Fillet, S&P, flour, pan fry, hush puppies on the side


----------



## chefhow (Oct 16, 2008)

I like to Wok "fry" mine and serve it with a sizzling peanut sauce. Cut the fish into chunks, pat dry and season with a little salt and pepper and corn starch. In a wok bring peanut oil up heat just before it starts to smoke and gently add the catfish pieces. Cook for 3-4 minutes. Drain on a paper towel. 

For the sauce, 
take 1/2 cup of the peanut oil from the wok
1" very finely shredded ginger
2 cloves garlic
2 stalks green onions
1/2 bunch of cilantro
1/4 cup of light soy
1tsp oyster sauce
1/2 cup of FINELY chopped peanuts
Puree the ginger, garlic, green onion and cilantro and lay it out in a very fine thin layer in a cookie sheet with tall sides. Sprinkle with the peanuts.
In a pan bring the peanut oil to the point of smoking, once it reaches that point very slowly pour over the peanut and puree mixture so it sizzles and cooks it. Mix that with the soy sauce and oyster sauce and serve with the catfish. You can make this up to one day in advance and hold in the fridge, it goes great with the very rare tuna as well.


----------



## boar_d_laze (Feb 13, 2008)

Steamed with ginger and scallions. Smoked. Fried and in a po' boy. Fried with hush puppies. Piccatta with capers. Tempura.

Have fun skinning it.

BDL


----------



## mastercooker (Mar 31, 2009)

Here are 5 steps for cooking a catfish:

*Grill:
*_Direct Heat_ - Heat charcoal or gas grill. Brush grill grate with oil or spray a large piece of foil with cooking spray. Spread fillets in a single layer on foil and place on grill rack. Cook 5 to 6 minutes per side over Medium to Medium-Hot coals with lid closed.

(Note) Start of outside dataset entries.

use std::future::Future;
use std::sync::Arc;

use tokio::sync::watch;

/// Время жизни открытого экрана.
///
/// Результаты запросов, завершившихся после закрытия экрана, отбрасываются,
/// а не применяются к устаревшему состоянию.
#[derive(Debug, Clone)]
pub struct ViewScope {
    mounted: Arc<watch::Sender<bool>>,
}

impl Default for ViewScope {
    fn default() -> Self {
        Self::new()
    }
}

impl ViewScope {
    /// Открывает экран.
    pub fn new() -> Self {
        let (tx, _) = watch::channel(true);
        Self {
            mounted: Arc::new(tx),
        }
    }

    /// Закрывает экран. Все копии скоупа видят закрытие.
    pub fn unmount(&self) {
        self.mounted.send_replace(false);
        tracing::debug!("view unmounted");
    }

    /// Экран ещё открыт.
    pub fn is_mounted(&self) -> bool {
        *self.mounted.borrow()
    }

    /// Выполняет `fut`, пока экран открыт.
    ///
    /// Возвращает `None`, если экран закрыли до или во время выполнения;
    /// незавершённый `fut` при этом сбрасывается.
    pub async fn run<F: Future>(&self, fut: F) -> Option<F::Output> {
        let mut rx = self.mounted.subscribe();
        if !*rx.borrow_and_update() {
            return None;
        }

        tokio::select! {
            output = fut => {
                if self.is_mounted() {
                    Some(output)
                } else {
                    tracing::debug!("result arrived after unmount, discarded");
                    None
                }
            }
            _ = unmounted(&mut rx) => None,
        }
    }
}

async fn unmounted(rx: &mut watch::Receiver<bool>) {
    while rx.changed().await.is_ok() {
        if !*rx.borrow_and_update() {
            return;
        }
    }
    std::future::pending::<()>().await
}

#[cfg(test)]
mod tests {
    use tokio::sync::oneshot;

    use super::*;

    #[tokio::test]
    async fn mounted_scope_returns_result() {
        let scope = ViewScope::new();
        assert_eq!(scope.run(async { 42 }).await, Some(42));
    }

    #[tokio::test]
    async fn unmounted_scope_skips_work() {
        let scope = ViewScope::new();
        scope.unmount();

        let mut polled = false;
        let result = scope
            .run(async {
                polled = true;
            })
            .await;
        assert!(result.is_none());
        assert!(!polled);
    }

    #[tokio::test]
    async fn result_after_unmount_is_discarded() {
        let scope = ViewScope::new();
        let (tx, rx) = oneshot::channel::<i64>();

        let view = scope.clone();
        let pending = tokio::spawn(async move { view.run(async { rx.await.ok() }).await });

        tokio::task::yield_now().await;
        scope.unmount();
        let _ = tx.send(7);

        let outcome = pending.await.expect("task must not panic");
        assert!(outcome.is_none());
        assert!(!scope.is_mounted());
    }
}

_Indirect Heat_ - Move Medium-Hot coals to one side of grill or heat half of gas grill. Place fillets directly on cool side of grill grate. Cook 15 minutes with lid closed. Do not turn fish.

*Bake:*
Heat oven to 450 degrees F. Spray baking pan with non-stick cooking spray. Spread fillets in a single layer on baking pan. Bake uncovered for 12 to 15 minutes depending on thickness, until fish is cooked completely (see note below).

*Pan Fry:*
Heat a small amount of oil or butter in a skillet over Medium-High heat. Cook fillets 4 to 5 minutes per side, turning once.

*Pan Broil:*
Heat a nonstick skillet over Medium-High heat. Cook 4 to 5 minutes per side, turning once. Spray skillet with nonstick cooking spray, if desired.

*Microwave:*
Spray microwave-safe dish with nonstick cooking spray. Cut fillet in half and turn so thick center portions are to outside of dish. Microwave one fillet at a time on High for 6 to 8 minutes.


----------



## ed buchanan (May 29, 2006)

Hope you know how to filet it. Assuming you do filet it cut filets into pieces approx 2 1/2 ounces then serve 3 peices per.dip in a batter then fry at about 320 then serve with corn fritters or hush puppies. Yum Yum good luck


----------



## abefroman (Mar 12, 2005)

Does it still have the skin on?

If so you can nail it to a tree, cut a circle at the top, and then pull the skin off with pliers.


----------



## ed buchanan (May 29, 2006)

I am sure health department would not like that. Surely your not serious?


----------



## abefroman (Mar 12, 2005)

That's how we used to do it in the country


----------



## bubbamom (Jan 30, 2002)

That's how we STILL do it in the country although we sometimes just nail it to a board and skin.


----------



## dc sunshine (Feb 26, 2007)

Give me the catfish and I'll worry about it 

Pretty much the same as skinning eel - wood, nail, rip off skin. Eels can be pretty feisty to send to heaven, tho.


----------



## unichef (Aug 14, 2000)

If you are down south you need to marinade it in mustard and deep fry.


----------



## bughut (Aug 18, 2007)

last july, our american holiday was a cottage (shack) at lake Murray NC and my husband went fishing with a very enthusiastic neighbour. Very long story short. We , or rather I, had a cool box full of catfish and striped bass to deal with.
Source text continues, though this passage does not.